### THE TASK:
Some entries follow. Reproduce exactly the lines starting at the one with "opened in a sink." and stopping after the one with "self.attach(name, json, ContentType::Json);".

### RECORDS SHOWN:

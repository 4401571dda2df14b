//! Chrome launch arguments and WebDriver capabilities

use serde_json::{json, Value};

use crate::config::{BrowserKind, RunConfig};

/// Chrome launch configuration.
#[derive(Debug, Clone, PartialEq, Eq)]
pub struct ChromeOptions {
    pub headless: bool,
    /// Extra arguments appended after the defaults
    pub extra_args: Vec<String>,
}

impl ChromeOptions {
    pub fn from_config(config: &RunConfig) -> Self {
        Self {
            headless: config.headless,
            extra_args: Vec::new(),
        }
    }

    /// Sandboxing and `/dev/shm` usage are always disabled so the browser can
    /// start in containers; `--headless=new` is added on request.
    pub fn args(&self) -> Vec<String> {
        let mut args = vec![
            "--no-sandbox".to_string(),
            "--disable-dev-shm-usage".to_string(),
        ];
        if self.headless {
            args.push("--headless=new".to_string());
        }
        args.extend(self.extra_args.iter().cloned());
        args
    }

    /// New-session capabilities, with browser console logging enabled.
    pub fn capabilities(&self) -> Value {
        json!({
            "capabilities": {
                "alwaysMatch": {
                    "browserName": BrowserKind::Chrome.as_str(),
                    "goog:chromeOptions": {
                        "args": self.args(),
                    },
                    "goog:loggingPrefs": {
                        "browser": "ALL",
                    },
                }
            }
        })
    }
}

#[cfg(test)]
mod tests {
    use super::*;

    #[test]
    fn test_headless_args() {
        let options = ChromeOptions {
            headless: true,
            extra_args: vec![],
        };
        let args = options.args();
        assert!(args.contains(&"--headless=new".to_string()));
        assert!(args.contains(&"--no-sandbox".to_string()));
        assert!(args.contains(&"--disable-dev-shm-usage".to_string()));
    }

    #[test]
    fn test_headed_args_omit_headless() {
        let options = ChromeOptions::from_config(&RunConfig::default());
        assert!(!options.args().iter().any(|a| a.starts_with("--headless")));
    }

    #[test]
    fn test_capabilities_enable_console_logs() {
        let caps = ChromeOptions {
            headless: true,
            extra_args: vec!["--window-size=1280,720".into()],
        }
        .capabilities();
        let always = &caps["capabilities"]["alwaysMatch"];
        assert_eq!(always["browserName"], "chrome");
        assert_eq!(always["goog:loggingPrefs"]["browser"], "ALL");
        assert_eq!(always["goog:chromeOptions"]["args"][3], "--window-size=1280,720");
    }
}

--

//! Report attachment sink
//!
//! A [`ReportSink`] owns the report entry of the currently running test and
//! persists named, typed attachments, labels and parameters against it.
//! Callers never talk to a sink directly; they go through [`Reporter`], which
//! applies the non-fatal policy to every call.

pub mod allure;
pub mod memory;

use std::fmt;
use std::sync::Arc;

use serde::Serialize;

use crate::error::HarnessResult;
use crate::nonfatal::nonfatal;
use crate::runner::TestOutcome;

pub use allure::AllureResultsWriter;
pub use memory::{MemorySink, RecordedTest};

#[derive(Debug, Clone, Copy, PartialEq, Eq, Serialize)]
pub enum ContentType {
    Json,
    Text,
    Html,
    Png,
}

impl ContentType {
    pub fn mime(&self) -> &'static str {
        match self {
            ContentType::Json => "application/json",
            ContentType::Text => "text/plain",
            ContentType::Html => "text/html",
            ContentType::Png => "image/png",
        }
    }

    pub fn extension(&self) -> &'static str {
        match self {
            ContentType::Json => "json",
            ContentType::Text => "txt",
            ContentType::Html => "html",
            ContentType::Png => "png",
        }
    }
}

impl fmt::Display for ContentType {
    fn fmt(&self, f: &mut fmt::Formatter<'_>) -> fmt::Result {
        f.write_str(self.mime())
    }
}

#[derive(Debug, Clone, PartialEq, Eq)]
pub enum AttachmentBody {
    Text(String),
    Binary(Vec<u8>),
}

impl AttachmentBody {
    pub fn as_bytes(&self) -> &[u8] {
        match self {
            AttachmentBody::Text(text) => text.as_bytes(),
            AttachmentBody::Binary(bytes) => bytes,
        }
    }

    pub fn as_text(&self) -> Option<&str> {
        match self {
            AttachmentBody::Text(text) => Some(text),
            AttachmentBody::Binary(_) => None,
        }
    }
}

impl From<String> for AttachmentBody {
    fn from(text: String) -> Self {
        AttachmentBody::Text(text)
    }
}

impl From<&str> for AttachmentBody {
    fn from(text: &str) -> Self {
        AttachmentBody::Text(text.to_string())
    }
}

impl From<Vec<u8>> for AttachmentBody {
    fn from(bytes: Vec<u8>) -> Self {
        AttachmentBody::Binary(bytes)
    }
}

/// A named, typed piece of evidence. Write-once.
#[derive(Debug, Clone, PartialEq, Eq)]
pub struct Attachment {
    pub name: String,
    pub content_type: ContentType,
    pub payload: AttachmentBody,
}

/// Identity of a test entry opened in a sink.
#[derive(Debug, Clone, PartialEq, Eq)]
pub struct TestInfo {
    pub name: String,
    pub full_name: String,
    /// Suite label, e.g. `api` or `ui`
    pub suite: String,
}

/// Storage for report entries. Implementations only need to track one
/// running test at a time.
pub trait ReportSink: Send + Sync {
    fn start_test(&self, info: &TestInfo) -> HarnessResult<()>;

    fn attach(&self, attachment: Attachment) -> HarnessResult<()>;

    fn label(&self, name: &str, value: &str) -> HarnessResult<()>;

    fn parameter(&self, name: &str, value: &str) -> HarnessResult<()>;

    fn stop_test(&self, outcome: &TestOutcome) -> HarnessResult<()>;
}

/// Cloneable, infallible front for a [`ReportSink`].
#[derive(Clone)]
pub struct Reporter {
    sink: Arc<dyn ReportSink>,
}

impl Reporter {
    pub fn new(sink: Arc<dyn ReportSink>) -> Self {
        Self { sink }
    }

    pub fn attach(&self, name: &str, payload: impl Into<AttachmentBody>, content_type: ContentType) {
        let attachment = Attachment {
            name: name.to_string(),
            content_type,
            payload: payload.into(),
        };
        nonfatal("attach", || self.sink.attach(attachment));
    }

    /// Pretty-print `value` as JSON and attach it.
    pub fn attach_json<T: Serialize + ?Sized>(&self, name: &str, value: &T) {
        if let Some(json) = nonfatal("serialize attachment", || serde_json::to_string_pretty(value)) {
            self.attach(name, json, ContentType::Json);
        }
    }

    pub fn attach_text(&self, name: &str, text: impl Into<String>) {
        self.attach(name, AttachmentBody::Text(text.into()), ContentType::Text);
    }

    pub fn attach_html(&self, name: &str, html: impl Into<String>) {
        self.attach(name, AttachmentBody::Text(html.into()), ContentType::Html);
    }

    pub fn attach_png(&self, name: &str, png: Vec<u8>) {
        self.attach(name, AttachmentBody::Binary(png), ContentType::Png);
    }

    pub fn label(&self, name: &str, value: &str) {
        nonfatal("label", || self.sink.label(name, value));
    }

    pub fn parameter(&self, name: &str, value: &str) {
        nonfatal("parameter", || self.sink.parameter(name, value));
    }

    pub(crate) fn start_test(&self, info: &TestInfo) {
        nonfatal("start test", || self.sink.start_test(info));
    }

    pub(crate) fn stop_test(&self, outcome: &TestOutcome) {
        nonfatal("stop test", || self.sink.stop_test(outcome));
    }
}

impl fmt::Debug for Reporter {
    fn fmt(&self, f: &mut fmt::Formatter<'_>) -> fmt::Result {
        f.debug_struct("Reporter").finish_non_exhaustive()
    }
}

### EXERCISE RESPONSE:
/// Identity of a test entry opened in a sink.
#[derive(Debug, Clone, PartialEq, Eq)]
pub struct TestInfo {
    pub name: String,
    pub full_name: String,
    /// Suite label, e.g. `api` or `ui`
    pub suite: String,
}

/// Storage for report entries. Implementations only need to track one
/// running test at a time.
pub trait ReportSink: Send + Sync {
    fn start_test(&self, info: &TestInfo) -> HarnessResult<()>;

    fn attach(&self, attachment: Attachment) -> HarnessResult<()>;

    fn label(&self, name: &str, value: &str) -> HarnessResult<()>;

    fn parameter(&self, name: &str, value: &str) -> HarnessResult<()>;

    fn stop_test(&self, outcome: &TestOutcome) -> HarnessResult<()>;
}

/// Cloneable, infallible front for a [`ReportSink`].
#[derive(Clone)]
pub struct Reporter {
    sink: Arc<dyn ReportSink>,
}

impl Reporter {
    pub fn new(sink: Arc<dyn ReportSink>) -> Self {
        Self { sink }
    }

    pub fn attach(&self, name: &str, payload: impl Into<AttachmentBody>, content_type: ContentType) {
        let attachment = Attachment {
            name: name.to_string(),
            content_type,
            payload: payload.into(),
        };
        nonfatal("attach", || self.sink.attach(attachment));
    }

    /// Pretty-print `value` as JSON and attach it.
    pub fn attach_json<T: Serialize + ?Sized>(&self, name: &str, value: &T) {
        if let Some(json) = nonfatal("serialize attachment", || serde_json::to_string_pretty(value)) {
            self.attach(name, json, ContentType::Json);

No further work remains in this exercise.